Responding to Exposed Secrets - An SRE's Incident Response Playbook

Imagine this: It's a regular Thursday morning when disaster strikes. The on-call engineer receives a flood of alerts – unusually high API failures of an internal service. Reverting to a previous version changes nothing. Now, colleagues are panicking in crisis mode. Just when things couldn't get worse, it does: another deployment triggered by a code merge takes everything down. The entire platform is now completely offline.

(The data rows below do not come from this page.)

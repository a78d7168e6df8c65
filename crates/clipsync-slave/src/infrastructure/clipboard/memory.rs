//! In-memory clipboard for tests and headless runs.
//!
//! `simulate_copy` plays the part of the local user copying something: it
//! updates the content and emits a change on the watch stream.  `write`
//! (what the engine calls for inbound payloads) updates the content and
//! records it, but emits nothing.
//!
//! # `should_fail` flag
//!
//! Call [`MemoryClipboard::set_failing`] to make every `write` fail, so the
//! engine's error path can be exercised.

use std::sync::atomic::{AtomicBool, Ordering};
use std::sync::{Mutex, MutexGuard, PoisonError};

use async_trait::async_trait;
use tokio::sync::mpsc;

use crate::application::clipboard::{closed_watch, ClipboardCapability, ClipboardError};

const CHANGE_BUFFER: usize = 64;

/// A clipboard that lives in memory.
#[derive(Debug)]
pub struct MemoryClipboard {
    content: Mutex<Option<Vec<u8>>>,
    written: Mutex<Vec<Vec<u8>>>,
    change_tx: mpsc::Sender<Vec<u8>>,
    change_rx: Mutex<Option<mpsc::Receiver<Vec<u8>>>>,
    should_fail: AtomicBool,
}

fn lock<T>(mutex: &Mutex<T>) -> MutexGuard<'_, T> {
    mutex.lock().unwrap_or_else(PoisonError::into_inner)
}

impl MemoryClipboard {
    pub fn new() -> Self {
        let (change_tx, change_rx) = mpsc::channel(CHANGE_BUFFER);
        Self {
            content: Mutex::new(None),
            written: Mutex::new(Vec::new()),
            change_tx,
            change_rx: Mutex::new(Some(change_rx)),
            should_fail: AtomicBool::new(false),
        }
    }

    /// Simulates the local user copying `content`.
    ///
    /// Returns `false` when the change could not be queued (buffer full or
    /// nobody watching any more).
    pub fn simulate_copy(&self, content: impl Into<Vec<u8>>) -> bool {
        let content = content.into();
        *lock(&self.content) = Some(content.clone());
        self.change_tx.try_send(content).is_ok()
    }

    /// Every payload applied through `write`, oldest first.
    pub fn written(&self) -> Vec<Vec<u8>> {
        lock(&self.written).clone()
    }

    /// Current clipboard content.
    pub fn current(&self) -> Option<Vec<u8>> {
        lock(&self.content).clone()
    }

    pub fn set_failing(&self, fail: bool) {
        self.should_fail.store(fail, Ordering::Relaxed);
    }
}

impl Default for MemoryClipboard {
    fn default() -> Self {
        Self::new()
    }
}

#[async_trait]
impl ClipboardCapability for MemoryClipboard {
    async fn write(&self, content: &[u8]) -> Result<(), ClipboardError> {
        if self.should_fail.load(Ordering::Relaxed) {
            return Err(ClipboardError::Unavailable("simulated failure".into()));
        }
        *lock(&self.content) = Some(content.to_vec());
        lock(&self.written).push(content.to_vec());
        Ok(())
    }

    fn watch(&self) -> mpsc::Receiver<Vec<u8>> {
        lock(&self.change_rx).take().unwrap_or_else(closed_watch)
    }
}
//! TCP relay server.
//!
//! # Connection kinds (for beginners)
//!
//! Every accepted connection is classified by its first frame:
//!
//! ```text
//! first frame = Register ──► session stream
//!     master ─ Payload ─► Payload ─► … ─► SessionClosed(reason) ─► FIN
//!
//! first frame = anything else ──► unary call channel
//!     slave ─ Report ─► master ─ Ack ─►
//!     slave ─ Ping   ─► master ─ Ack ─►
//!     slave ─ Info   ─► master ─ InfoReply ─►
//! ```
//!
//! A session stream carries no further frames from the slave; the master
//! only watches its read half for EOF, which means the slave went away.
//!
//! # Threading model
//!
//! One Tokio task per accepted connection.  The accept loop polls a shared
//! `running` flag every 200 ms so it can stop without being woken by a
//! connection.

use std::io;
use std::net::SocketAddr;
use std::sync::{
    atomic::{AtomicBool, Ordering},
    Arc,
};
use std::time::Duration;

use async_trait::async_trait;
use clipsync_core::protocol::{ErrorCode, ErrorMessage, SequenceCounter};
use clipsync_core::{read_message, write_message, CloseReason, FrameError, SyncMessage};
use thiserror::Error;
use tokio::io::{AsyncReadExt, AsyncWriteExt};
use tokio::net::tcp::{OwnedReadHalf, OwnedWriteHalf};
use tokio::net::{TcpListener, TcpStream};
use tokio::sync::Mutex;
use tokio::time::timeout;
use tracing::{debug, error, info, warn};

use crate::application::connection_registry::{PayloadSink, SinkError};
use crate::application::relay_session::RelayService;

/// How often the accept loop re-checks the `running` flag.
const ACCEPT_POLL_INTERVAL: Duration = Duration::from_millis(200);

/// Errors from setting up the relay listener.
#[derive(Debug, Error)]
pub enum NetworkError {
    /// The listen address could not be bound (in use, no permission, …).
    #[error("failed to bind relay listener on {addr}: {source}")]
    BindFailed {
        addr: SocketAddr,
        #[source]
        source: io::Error,
    },

    /// The bound socket did not report its local address.
    #[error("failed to read listener address: {0}")]
    LocalAddr(#[source] io::Error),
}

// ── Outbound session sink ─────────────────────────────────────────────────────

/// [`PayloadSink`] writing `Payload` frames to the write half of a session
/// stream.
#[derive(Debug)]
pub struct TcpPayloadSink {
    writer: Mutex<OwnedWriteHalf>,
    sequence: SequenceCounter,
    send_timeout: Duration,
}

impl TcpPayloadSink {
    pub fn new(writer: OwnedWriteHalf, send_timeout: Duration) -> Self {
        Self {
            writer: Mutex::new(writer),
            sequence: SequenceCounter::new(),
            send_timeout,
        }
    }

    /// Best-effort `SessionClosed` frame followed by a write shutdown.
    pub async fn finish(&self, reason: CloseReason) {
        let mut writer = self.writer.lock().await;
        let frame = SyncMessage::SessionClosed { reason };
        match timeout(
            self.send_timeout,
            write_message(&mut *writer, &frame, self.sequence.next()),
        )
        .await
        {
            Ok(Ok(())) => {}
            Ok(Err(e)) => debug!(error = %e, "could not send SessionClosed"),
            Err(_) => debug!("SessionClosed write timed out"),
        }
        let _ = writer.shutdown().await;
    }
}

#[async_trait]
impl PayloadSink for TcpPayloadSink {
    async fn send(&self, payload: &[u8]) -> Result<(), SinkError> {
        let frame = SyncMessage::Payload {
            content: payload.to_vec(),
        };
        let mut writer = self.writer.lock().await;
        timeout(
            self.send_timeout,
            write_message(&mut *writer, &frame, self.sequence.next()),
        )
        .await
        .map_err(|_| SinkError::Timeout(self.send_timeout))??;
        Ok(())
    }
}

// ── Server ────────────────────────────────────────────────────────────────────

/// A bound relay listener.
#[derive(Debug)]
pub struct RelayServer {
    listener: TcpListener,
    relay: Arc<RelayService>,
    send_timeout: Duration,
}

impl RelayServer {
    /// Binds the relay listener on `addr`.
    ///
    /// # Errors
    ///
    /// Returns [`NetworkError::BindFailed`] if the address cannot be bound.
    pub async fn bind(
        addr: SocketAddr,
        relay: Arc<RelayService>,
        send_timeout: Duration,
    ) -> Result<Self, NetworkError> {
        let listener = TcpListener::bind(addr)
            .await
            .map_err(|source| NetworkError::BindFailed { addr, source })?;
        Ok(Self {
            listener,
            relay,
            send_timeout,
        })
    }

    /// The address actually bound (useful when binding port 0).
    pub fn local_addr(&self) -> Result<SocketAddr, NetworkError> {
        self.listener.local_addr().map_err(NetworkError::LocalAddr)
    }

    /// Accepts connections until `running` is cleared.
    ///
    /// Connection tasks that are already running are not awaited; they end
    /// when their session closes (see `RelayService::shutdown`) or their
    /// peer disconnects.
    pub async fn run(self, running: Arc<AtomicBool>) {
        match self.listener.local_addr() {
            Ok(addr) => info!("relay listening on {addr}"),
            Err(_) => info!("relay listening"),
        }

        loop {
            if !running.load(Ordering::Relaxed) {
                info!("shutdown flag set; stopping accept loop");
                break;
            }

            match timeout(ACCEPT_POLL_INTERVAL, self.listener.accept()).await {
                Ok(Ok((stream, peer_addr))) => {
                    debug!("accepted connection from {peer_addr}");
                    let relay = Arc::clone(&self.relay);
                    let send_timeout = self.send_timeout;
                    tokio::spawn(async move {
                        handle_connection(stream, peer_addr, relay, send_timeout).await;
                    });
                }
                Ok(Err(e)) => error!("accept error: {e}"),
                Err(_) => {
                    // No connection in the last poll interval.
                }
            }
        }
    }
}

// ── Per-connection handling ───────────────────────────────────────────────────

async fn handle_connection(
    stream: TcpStream,
    peer_addr: SocketAddr,
    relay: Arc<RelayService>,
    send_timeout: Duration,
) {
    let _ = stream.set_nodelay(true);
    let (mut reader, mut writer) = stream.into_split();

    let first = match read_message(&mut reader).await {
        Ok(Some(msg)) => msg,
        Ok(None) => {
            debug!("{peer_addr} closed before sending a frame");
            return;
        }
        Err(e) => {
            warn!("{peer_addr}: unreadable first frame: {e}");
            reply_malformed(&mut writer, &e, 0).await;
            return;
        }
    };

    match first {
        SyncMessage::Register { address } => {
            serve_session(address, peer_addr, reader, writer, relay, send_timeout).await
        }
        call => serve_calls(call, peer_addr, reader, writer, relay).await,
    }
}

/// Runs one registration: the call stays open until the session ends.
async fn serve_session(
    address: String,
    peer_addr: SocketAddr,
    reader: OwnedReadHalf,
    writer: OwnedWriteHalf,
    relay: Arc<RelayService>,
    send_timeout: Duration,
) {
    info!(%address, "{peer_addr} registered");
    let sink = Arc::new(TcpPayloadSink::new(writer, send_timeout));

    let reason = relay
        .register(
            &address,
            Arc::clone(&sink) as Arc<dyn PayloadSink>,
            wait_for_eof(reader),
        )
        .await;

    if reason != CloseReason::Disconnected {
        sink.finish(reason).await;
    }
    info!(%address, %reason, "{peer_addr} session ended");
}

/// Completes when the peer closes its side of the stream.
async fn wait_for_eof(mut reader: OwnedReadHalf) {
    let mut scratch = [0u8; 256];
    loop {
        match reader.read(&mut scratch).await {
            Ok(0) | Err(_) => return,
            Ok(_) => {
                // Slaves send nothing after `Register`; ignore stray bytes.
            }
        }
    }
}

/// Serves sequential unary calls until the peer closes the channel.
async fn serve_calls(
    first: SyncMessage,
    peer_addr: SocketAddr,
    mut reader: OwnedReadHalf,
    mut writer: OwnedWriteHalf,
    relay: Arc<RelayService>,
) {
    let sequence = SequenceCounter::new();
    let mut pending = Some(first);

    loop {
        let call = match pending.take() {
            Some(call) => call,
            None => match read_message(&mut reader).await {
                Ok(Some(call)) => call,
                Ok(None) => break,
                Err(e) => {
                    warn!("{peer_addr}: bad call frame: {e}");
                    reply_malformed(&mut writer, &e, sequence.next()).await;
                    break;
                }
            },
        };

        let reply = dispatch_call(&relay, call).await;
        if let Err(e) = write_message(&mut writer, &reply, sequence.next()).await {
            debug!("{peer_addr}: reply failed: {e}");
            break;
        }
    }
    debug!("{peer_addr}: call channel closed");
}

async fn dispatch_call(relay: &RelayService, call: SyncMessage) -> SyncMessage {
    match call {
        SyncMessage::Report(report) => {
            relay.report(report.content, &report.address).await;
            SyncMessage::Ack
        }
        SyncMessage::Ping { address } => {
            relay.ping(&address);
            SyncMessage::Ack
        }
        SyncMessage::Info => SyncMessage::InfoReply(relay.info().into()),
        SyncMessage::Register { .. } => unexpected("Register must open its own connection"),
        other => unexpected(&format!("{} is not a call", other.name())),
    }
}

fn unexpected(description: &str) -> SyncMessage {
    SyncMessage::Error(ErrorMessage {
        code: ErrorCode::UnexpectedMessage,
        description: description.to_string(),
    })
}

async fn reply_malformed(writer: &mut OwnedWriteHalf, error: &FrameError, seq: u64) {
    if !matches!(error, FrameError::Protocol(_)) {
        return;
    }
    let reply = SyncMessage::Error(ErrorMessage {
        code: ErrorCode::Malformed,
        description: error.to_string(),
    });
    let _ = write_message(writer, &reply, seq).await;
}

#[cfg(test)]
mod tests {
    use super::*;
    use crate::application::connection_registry::ConnectionRegistry;
    use crate::application::membership::MembershipRegistry;
    use clipsync_core::protocol::ReportMessage;

    fn relay() -> Arc<RelayService> {
        RelayService::start(
            Arc::new(ConnectionRegistry::default()),
            Arc::new(MembershipRegistry::default()),
        )
    }

    #[tokio::test]
    async fn test_dispatch_acks_report_and_ping() {
        let relay = relay();

        let report = dispatch_call(
            &relay,
            SyncMessage::Report(ReportMessage {
                address: "a:1".into(),
                content: b"x".to_vec(),
            }),
        )
        .await;
        let ping = dispatch_call(
            &relay,
            SyncMessage::Ping {
                address: "a:1".into(),
            },
        )
        .await;

        assert_eq!(report, SyncMessage::Ack);
        assert_eq!(ping, SyncMessage::Ack);
    }

    #[tokio::test]
    async fn test_dispatch_rejects_non_calls() {
        let relay = relay();

        let reply = dispatch_call(&relay, SyncMessage::Ack).await;

        match reply {
            SyncMessage::Error(e) => {
                assert_eq!(e.code, ErrorCode::UnexpectedMessage);
                assert!(e.description.contains("Ack"));
            }
            other => panic!("expected Error, got {other:?}"),
        }
    }

    #[tokio::test]
    async fn test_bind_reports_address_in_use() {
        // Arrange – occupy a port
        let taken = TcpListener::bind("127.0.0.1:0").await.unwrap();
        let addr = taken.local_addr().unwrap();

        // Act
        let result = RelayServer::bind(addr, relay(), Duration::from_secs(1)).await;

        // Assert
        let err = tokio_test::assert_err!(result);
        assert!(matches!(err, NetworkError::BindFailed { .. }));
    }
}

Above is a typical "unmanaged" incident, where a series of blunders and a lack of coordination lead to a meltdown. Humans tend to make mistakes, especially under pressure; that's why we want to use standardized, structured processes to manage incidents efficiently, minimizing disruptions and restoring operations quickly. And that is precisely what an incident response playbook is for.

1. Preparation

Although you might think so, an incident response playbook doesn't really start with "if alert X happens, do Y".

Before handling incidents, there are other important things to figure out:

Goals and objectives: What is the objective of the playbook? What is the scope? What types of incidents does it try to cover?
Roles and teams: What are the roles involved, and what are their responsibilities? Do you need an incident commander or an ops lead? Which team/team members are required? Do they have the necessary skills? If not, are there trainings? Are they available? Is assembling a dedicated incident response team needed?
Communication, documentation, and coordination: What channels to use for internal and external communication? How to notify stakeholders? How to transfer command clearly, especially across time zones? What format/template to use for reports, updates, and logs? How to live-update the state of an incident (e.g., a shared Google Doc) so that everyone can work synchronously? What info needs to be documented during an incident?

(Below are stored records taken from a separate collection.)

impl EncodePipeline {
    /// Create a pipeline with `buffer_count` ring slots, each backed by a
    /// dedicated readback buffer of `output_buffer_size` bytes and its own
    /// completion fence.
    pub fn new(
        session: &mut dyn EncoderSession,
        device: &dyn GpuDevice,
        buffer_count: usize,
        output_buffer_size: u32,
    ) -> Result<Self> {
        if buffer_count == 0 {
            return Err(StrandError::InvariantViolation(
                "pipeline needs at least one ring slot".into(),
            ));
        }
        let mut registry = ResourceRegistry::new();
        let mut slots = Vec::with_capacity(buffer_count);
        let mut ring = Vec::with_capacity(buffer_count);
        for _ in 0..buffer_count {
            let fence = device.create_fence(NEVER_SIGNALED)?;
            let buffer = device.create_readback_buffer(u64::from(output_buffer_size))?;
            let output_index = registry.register_output(session, buffer, output_buffer_size)?;
            slots.push(OutputSlot {
                output_index,
                fence,
            });
            ring.push(None);
        }
        info!(
            buffer_count,
            output_buffer_size, "Encode pipeline ring created"
        );
        Ok(Self {
            registry,
            slots,
            ring,
            head: 0,
            pending: 0,
            submitted_frames: 0,
            completed_frames: 0,
            wait_count: 0,
        })
    }

    /// Register a renderer-owned texture as a submittable input.
    pub fn register_texture(
        &mut self,
        session: &mut dyn EncoderSession,
        resource: GpuResource,
        width: u32,
        height: u32,
        format: PixelFormat,
        ready_fence: Arc<dyn GpuFence>,
    ) -> Result<usize> {
        self.registry
            .register_texture(session, resource, width, height, format, ready_fence)
    }

    /// Ring capacity (`buffer_count` at construction).
    pub fn capacity(&self) -> usize {
        self.slots.len()
    }

    pub fn has_pending(&self) -> bool {
        self.pending > 0
    }

    /// Submit one rendered frame for encoding.
    ///
    /// `ready_fence_value` is the value the renderer signals on the
    /// texture's GPU fence once the frame copy is complete; the encoder
    /// waits for it on its own timeline, so this call never blocks.  The
    /// encoder will signal the slot fence to `frame_index + 1` when the
    /// encoded picture is available.
    ///
    /// Returns [`StrandError::RingFull`] when `pending == capacity`; the
    /// caller must drain at least one ticket first.
    pub fn submit(
        &mut self,
        session: &mut dyn EncoderSession,
        texture_index: usize,
        ready_fence_value: u64,
        frame_index: u32,
    ) -> Result<()> {
        let capacity = self.capacity();
        if self.pending == capacity {
            return Err(StrandError::RingFull { capacity });
        }
        if ready_fence_value == NEVER_SIGNALED {
            return Err(StrandError::InvariantViolation(
                "ready fence value 0 is reserved as never-signaled".into(),
            ));
        }

        let slot_index = (self.head + self.pending) % capacity;
        let output = self
            .registry
            .output_id(self.slots[slot_index].output_index)
            .ok_or_else(|| {
                StrandError::InvariantViolation(format!("ring slot {slot_index} lost its output"))
            })?;

        // Map immediately before submission, unmap immediately after: the
        // device-side input fence wait keeps the texture valid for the
        // encoder, and holding mappings across frames exhausts the
        // encoder's mapping slots.
        let mapped = self.registry.map_input(session, texture_index)?;
        let (width, height, pitch, format, ready_fence) = {
            let texture = self.registry.texture(texture_index).ok_or_else(|| {
                StrandError::Map(format!("no registered texture at index {texture_index}"))
            })?;
            (
                texture.width,
                texture.height,
                texture.format.row_pitch(texture.width),
                texture.format,
                texture.ready_fence.clone(),
            )
        };

        let fence_value = u64::from(frame_index) + 1;
        let picture = PictureSubmission {
            input: mapped,
            width,
            height,
            pitch,
            format,
            frame_index,
            input_wait: FencePoint {
                fence: ready_fence,
                value: ready_fence_value,
            },
            output,
            output_signal: FencePoint {
                fence: self.slots[slot_index].fence.clone(),
                value: fence_value,
            },
        };

        let submitted = session.submit(&picture);
        let unmapped = self.registry.unmap_input(session, texture_index);
        submitted?;
        unmapped?;

        self.ring[slot_index] = Some(PendingTicket {
            output,
            fence: self.slots[slot_index].fence.clone(),
            fence_value,
            frame_index,
        });
        self.pending += 1;
        self.submitted_frames += 1;
        trace!(
            frame_index,
            slot_index,
            pending = self.pending,
            "Frame submitted"
        );
        Ok(())
    }

    /// Retrieve completed encodes in strict FIFO order.
    ///
    /// With `wait_for_all == false`, stops at the first ticket whose fence
    /// has not reached its target — control returns to the caller so
    /// rendering continues.  With `wait_for_all == true`, blocks on each
    /// ticket until the ring is empty (shutdown, or saturation with no
    /// other work to do).
    pub fn drain(
        &mut self,
        session: &mut dyn EncoderSession,
        sink: &mut dyn BitstreamSink,
        wait_for_all: bool,
    ) -> Result<()> {
        while self.pending > 0 {
            let (fence, fence_value) = {
                let ticket = self.head_ticket()?;
                (ticket.fence.clone(), ticket.fence_value)
            };
            if fence.completed_value() < fence_value {
                if !wait_for_all {
                    break;
                }
                fence.wait(fence_value)?;
                self.wait_count += 1;
            }
            self.retire_head(session, sink)?;
        }
        Ok(())
    }

    /// Blocking retirement of exactly the oldest ticket.
    ///
    /// The coordinator's answer to [`StrandError::RingFull`]: free one
    /// slot, then retry the submission.  A no-op on an empty ring.
    pub fn drain_one(
        &mut self,
        session: &mut dyn EncoderSession,
        sink: &mut dyn BitstreamSink,
    ) -> Result<()> {
        if self.pending == 0 {
            return Ok(());
        }
        let (fence, fence_value) = {
            let ticket = self.head_ticket()?;
            (ticket.fence.clone(), ticket.fence_value)
        };
        if fence.completed_value() < fence_value {
            fence.wait(fence_value)?;
            self.wait_count += 1;
        }
        self.retire_head(session, sink)
    }

    /// Shutdown protocol: drain everything, then tear down registrations
    /// and close the session.  Teardown always runs, even when the final
    /// drain fails — resources must never leak past shutdown — but a
    /// drain failure is still reported.
    pub fn shutdown(
        &mut self,
        session: &mut dyn EncoderSession,
        sink: &mut dyn BitstreamSink,
    ) -> Result<()> {
        let drained = self.drain(session, sink, true);
        self.registry.unregister_all_textures(session);
        self.registry.unregister_all_outputs(session);
        if let Err(err) = session.close() {
            warn!(error = %err, "Encoder session close failed during teardown; continuing");
        }
        info!(
            submitted = self.submitted_frames,
            completed = self.completed_frames,
            waits = self.wait_count,
            "Encode pipeline shut down"
        );
        drained
    }

    /// Current pipeline counters.
    ///
    /// `pending_frames` always equals ring occupancy, and
    /// `submitted - completed == pending` at every observation point.
    pub fn stats(&self) -> PipelineStats {
        PipelineStats {
            submitted_frames: self.submitted_frames,
            completed_frames: self.completed_frames,
            pending_frames: self.pending as u64,
            wait_count: self.wait_count,
        }
    }

    fn head_ticket(&self) -> Result<&PendingTicket> {
        self.ring[self.head].as_ref().ok_or_else(|| {
            StrandError::InvariantViolation(format!(
                "ring head {} empty with {} tickets pending",
                self.head, self.pending
            ))
        })
    }

    /// Lock the head ticket's output, hand the bytes to the sink, unlock,
    /// retire.  Lock and sink failures are fatal and leave the ticket in
    /// place, but the unlock always runs once the lock succeeded — an
    /// output left locked poisons every later lock and the teardown.  An
    /// unlock failure on its own is logged and the ticket retired anyway;
    /// refusing to retire a stuck slot would deadlock the ring forever.
    fn retire_head(
        &mut self,
        session: &mut dyn EncoderSession,
        sink: &mut dyn BitstreamSink,
    ) -> Result<()> {
        let (output, frame_index) = {
            let ticket = self.head_ticket()?;
            (ticket.output, ticket.frame_index)
        };

        let delivered = {
            let bytes = session.lock_output(output)?;
            if bytes.is_empty() {
                Ok(0)
            } else {
                sink.write_frame(bytes).map(|()| bytes.len())
            }
        };
        if let Err(err) = session.unlock_output(output) {
            warn!(frame_index, error = %err, "Unlock after read failed; retiring ticket anyway");
        }
        let written = delivered?;

        self.ring[self.head] = None;
        self.head = (self.head + 1) % self.capacity();
        self.pending -= 1;
        self.completed_frames += 1;
        debug!(
            frame_index,
            bytes = written,
            pending = self.pending,
            "Frame completed"
        );
        Ok(())
    }
}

The above isn't an exhaustive list. There is other stuff to think about beforehand, like how to categorize incidents, how incident levels are defined, whether existing company/team policies and requirements need to be integrated with, etc.

Even if the whole document is finished, it doesn't mean the end of the preparation - remember to test the playbook! Train related team members on the playbook, do simulations to test its effectiveness, and adjust procedures based on feedback.

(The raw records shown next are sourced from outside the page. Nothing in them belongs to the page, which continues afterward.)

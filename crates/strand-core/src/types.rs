//! Shared value types: pixel formats, resource states, pipeline counters.

use serde::Serialize;

/// Fence value reserved as "never signaled".
///
/// Fences are created at this value; the first real completion value a
/// submission may target is `1`.
pub const NEVER_SIGNALED: u64 = 0;

// ─── Pixel formats ───────────────────────────────────────────────────────

/// Pixel formats the encoder accepts as input textures.
///
/// Mirrors the DXGI → encoder-format mapping of the capture path: packed
/// 8-bit RGB variants for rendered frames, NV12/P010 for pre-converted
/// video surfaces.
#[derive(Clone, Copy, Debug, PartialEq, Eq, Serialize)]
pub enum PixelFormat {
    /// 8-bit BGRA, packed (the swap-chain default).
    Bgra8,
    /// 8-bit RGBA, packed.
    Rgba8,
    /// 10-bit RGB with 2-bit alpha, packed.
    Rgb10a2,
    /// 8-bit 4:2:0 planar luma + interleaved chroma.
    Nv12,
    /// 10-bit 4:2:0, 16-bit container.
    P010,
}

impl PixelFormat {
    /// Row pitch in bytes for the primary plane at `width` pixels.
    pub fn row_pitch(self, width: u32) -> u32 {
        match self {
            Self::Bgra8 | Self::Rgba8 | Self::Rgb10a2 => width * 4,
            Self::Nv12 => width,
            Self::P010 => width * 2,
        }
    }

    /// Total frame size in bytes, all planes.
    pub fn frame_bytes(self, width: u32, height: u32) -> u64 {
        let (w, h) = (u64::from(width), u64::from(height));
        match self {
            Self::Bgra8 | Self::Rgba8 | Self::Rgb10a2 => w * h * 4,
            // Luma plane plus half-height interleaved chroma plane.
            Self::Nv12 => w * h + w * h / 2,
            Self::P010 => 2 * (w * h + w * h / 2),
        }
    }

    /// Whether the format carries more than 8 bits per component.
    pub fn is_10bit(self) -> bool {
        matches!(self, Self::Rgb10a2 | Self::P010)
    }
}

// ─── Resource state tracking ─────────────────────────────────────────────

/// Tracked GPU resource state for the shared encoder textures.
///
/// All state changes go through [`ResourceState::transition`] so the
/// renderer boundary emits exactly the barriers that are needed — no
/// redundant barriers, no missed ones.
#[derive(Clone, Copy, Debug, PartialEq, Eq)]
pub enum ResourceState {
    Common,
    RenderTarget,
    CopySource,
    CopyDest,
}

impl ResourceState {
    /// Move to `next`, returning the `(before, after)` barrier pair when a
    /// barrier is actually required.  Transitioning to the current state
    /// is a no-op and returns `None`.
    pub fn transition(&mut self, next: ResourceState) -> Option<(ResourceState, ResourceState)> {
        if *self == next {
            return None;
        }
        let prev = *self;
        *self = next;
        Some((prev, next))
    }
}

// ─── Pipeline counters ───────────────────────────────────────────────────

/// Monotonic pipeline counters.
///
/// Identity: `submitted_frames - completed_frames == pending_frames`, and
/// `pending_frames` always equals the occupancy of the submission ring.
#[derive(Clone, Copy, Debug, Default, PartialEq, Eq, Serialize)]
pub struct PipelineStats {
    /// Frames handed to the encoder.
    pub submitted_frames: u64,
    /// Frames whose encoded output has been retrieved and retired.
    pub completed_frames: u64,
    /// Frames currently in flight (ring occupancy).
    pub pending_frames: u64,
    /// Times the drain loop had to block on an encoder fence.
    pub wait_count: u64,
}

One can never be too prepared!

2. Secret Leak Incident

As briefly mentioned, there are different types of incidents, and one incident response playbook couldn't possibly cover all. It's a good practice to tailor our playbooks to different types of incidents.

Here, I want to single out one specific type of incident - secret leaks, because it is different in many ways.

2.1 Alerting and Detection

From the alerting and detection standpoint, it's more challenging to spot secret leaks.

The "service/server/network down" type of incidents typically show up clearly, and immediately, on our dashboard because we get alerts on unreachable resources, high latencies, and elevated error rates. However, traditional metrics and monitoring systems are less effective in detecting secret leaks: CPU usage, latency, and error rates might only increase slightly, and it isn't always immediately obvious since it takes time for malicious actors to find it out and exploit.

We can create specific metrics and alerts for secret leaks. For example:

API usage: Is there unexpected traffic like sudden, unexplained increases? Are there requests from unfamiliar IP addresses or locations? Does error rate increase, but not to 100% (since a surge in errors like 401 Unauthorized/403 Forbidden might indicate that someone is trying to use the leaked secret improperly or is attempting to brute-force access, instead of a service going down completely)? Is there a high volume of requests from a single IP?
Cloud monitoring: Is there unusual resource consumption (a leaked key could be used to spin up cloud resources)? Are there unauthorized IAM activities? Infrastructure as Code for IAM could be our friend to track changes to IAM roles and permissions. Is there network traffic to unfamiliar destinations or unusual data transfer patterns?
Database Monitoring: Are there unusual queries, such as attempts to access sensitive data or perform unauthorized modifications? Is there a high number of failed login attempts for database accounts, which could indicate that someone is trying to gain access using compromised credentials?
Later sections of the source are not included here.